Besides, I don't want the underlying system to be changing and updating all
the time. For me the stability of RHEL/Centos with flatpak for desktop
applications is perfect.

------
rohan1024
Not the best way to disable this but it works. My /etc/hosts:

127.0.0.1 api.snapcraft.io

------
ashtonkem
I’m sympathetic to most of these arguments, operating systems should typically
trend towards more clarity and user choice; especially ones likely to be used
by professionals like Linux. But I will say that the Ubuntu software store has
sucked for as long as I’ve ever used Ubuntu; they made it pretty years ago,
and apparently never once considered performance or behavior. I would
regularly search in the store for applications I knew existed, and it would
either take forever or not find them. I always gave up and used apt, at least
until I gave up on Ubuntu altogether.

------
GekkePrutser
100% agree! I hate snaps and Ubuntu is overdoing it too much now.

I've moved to Alpine for servers and Arch for desktop now.

------
dchyrdvh
Ubuntu has followed the same path of first building their user base on trust
and quality and then monetizing it hard with various shady schemes.

Even coffee shops do it. First they sell high quality coffee for little margin
and "don't expect or accept tips". Then they switch to the dark side to
monetize the trust: they cut hard on materials, they pay $2/hour to employees
and expect the customers to subsidize their minimum wages with tips (that are
now accepted and very much expected).

------
d_tr
I do not have an informed opinion on the different aspects of snaps, because I
haven't had to deal with them at all.

That said, the feature "automatic updates whenever the system feels like it",
is an annoyance for me, even if I can defer them. Typing "sudo apt full-
upgrade" takes a few seconds.

I just use Ubuntu Server and get only what I need, which is available through
the APT repositories. I have not noticed these repositories getting any
smaller in favor of snaps and I am already using the 20.10 development branch.
The Ubuntu Server installer does not install any snaps by default. However,
snapd is there but it is trivial to remove it if one wants to. Chromium is the
only "loss" I have witnessed and I also saw this mentioned in other comments.
Note that there exists a really nice PPA, maintained by Pop!_OS, that contains
quite a few packages, including Chromium.

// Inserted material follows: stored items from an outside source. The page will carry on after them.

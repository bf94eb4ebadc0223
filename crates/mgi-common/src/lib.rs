//! MGI Common Library
//!
//! Shared pieces used by every MGI dump tool.
//!
//! - **Error Handling**: [`MgiError`] and the [`Result`] alias
//! - **Logging**: `tracing` subscriber setup for batch runs ([`logging`])
//! - **OBO**: streaming reader and reproducible writer for ontology stanzas ([`obo`])
//!
//! # Example
//!
//! ```no_run
//! use mgi_common::obo;
//!
//! fn count_terms(path: &str) -> mgi_common::Result<usize> {
//!     let stanzas = obo::read_file(path)?;
//!     Ok(stanzas.iter().filter(|s| s.is_term()).count())
//! }
//! ```

#![deny(clippy::unwrap_used, clippy::expect_used)]

pub mod error;
pub mod logging;
pub mod obo;

// Re-export commonly used types
pub use error::{MgiError, Result};
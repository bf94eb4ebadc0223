//! `mgi-dump remosh` command implementation
//!
//! Rewrites the external terms of a base ontology from a cross-mapping table.

use crate::commands::{write_obo, write_report};
use crate::config::Config;
use crate::crossmap::MappingTable;
use crate::error::Result;
use crate::names::{NameTable, TermColumn};
use crate::reconcile::remosh::{remosh, RemoshReport};
use crate::OutputArgs;
use mgi_common::obo;
use std::path::Path;
use tracing::info;

pub fn run(base: &Path, mapping: &Path, names: &Path, output: &OutputArgs, config: &Config) -> Result<RemoshReport> {
    let namespaces = &config.namespaces;
    info!(base = %base.display(), mapping = %mapping.display(), "Remapping external terms");

    let stanzas = obo::read_file(base)?;
    let table = MappingTable::from_file(mapping, namespaces)?;
    // remapped terms carry the export's full term as their name
    let names = NameTable::from_file_as(names, &namespaces.external, TermColumn::Full)?;

    let (stanzas, report) = remosh(stanzas, &table.rows, &names, namespaces);

    write_obo(output.output.as_deref(), &stanzas)?;
    write_report(output.report.as_deref(), "remosh", &report)?;
    Ok(report)
}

I am wondering what security issues do snaps address that apparmor, whose
purpose is security, does not. I also think it is unfortunate that we need
snaps to deal with different applications / packages needing different library
versions...

------
errantspark
I used Ubuntu for 4 or 5 years as my daily driver for development. Snaps made
me swap back to Arch I haven't looked back. All it took was one `df`.

------
Iolaum
I moved from Ubuntu MATE to Fedora MATE for this reason. One reason I use free
software is that I get to have the final say in what my computer does. There's
a big thread at snapcraft forums asking for the ability to shut off updates.
Canonical wouldn't bulge. So I ve moved elsewhere and thank the Linux
ecosystem for allowing diversity so that I can still use it as I d like to.

------
robomartin
So...I guess we are done with Ubuntu then.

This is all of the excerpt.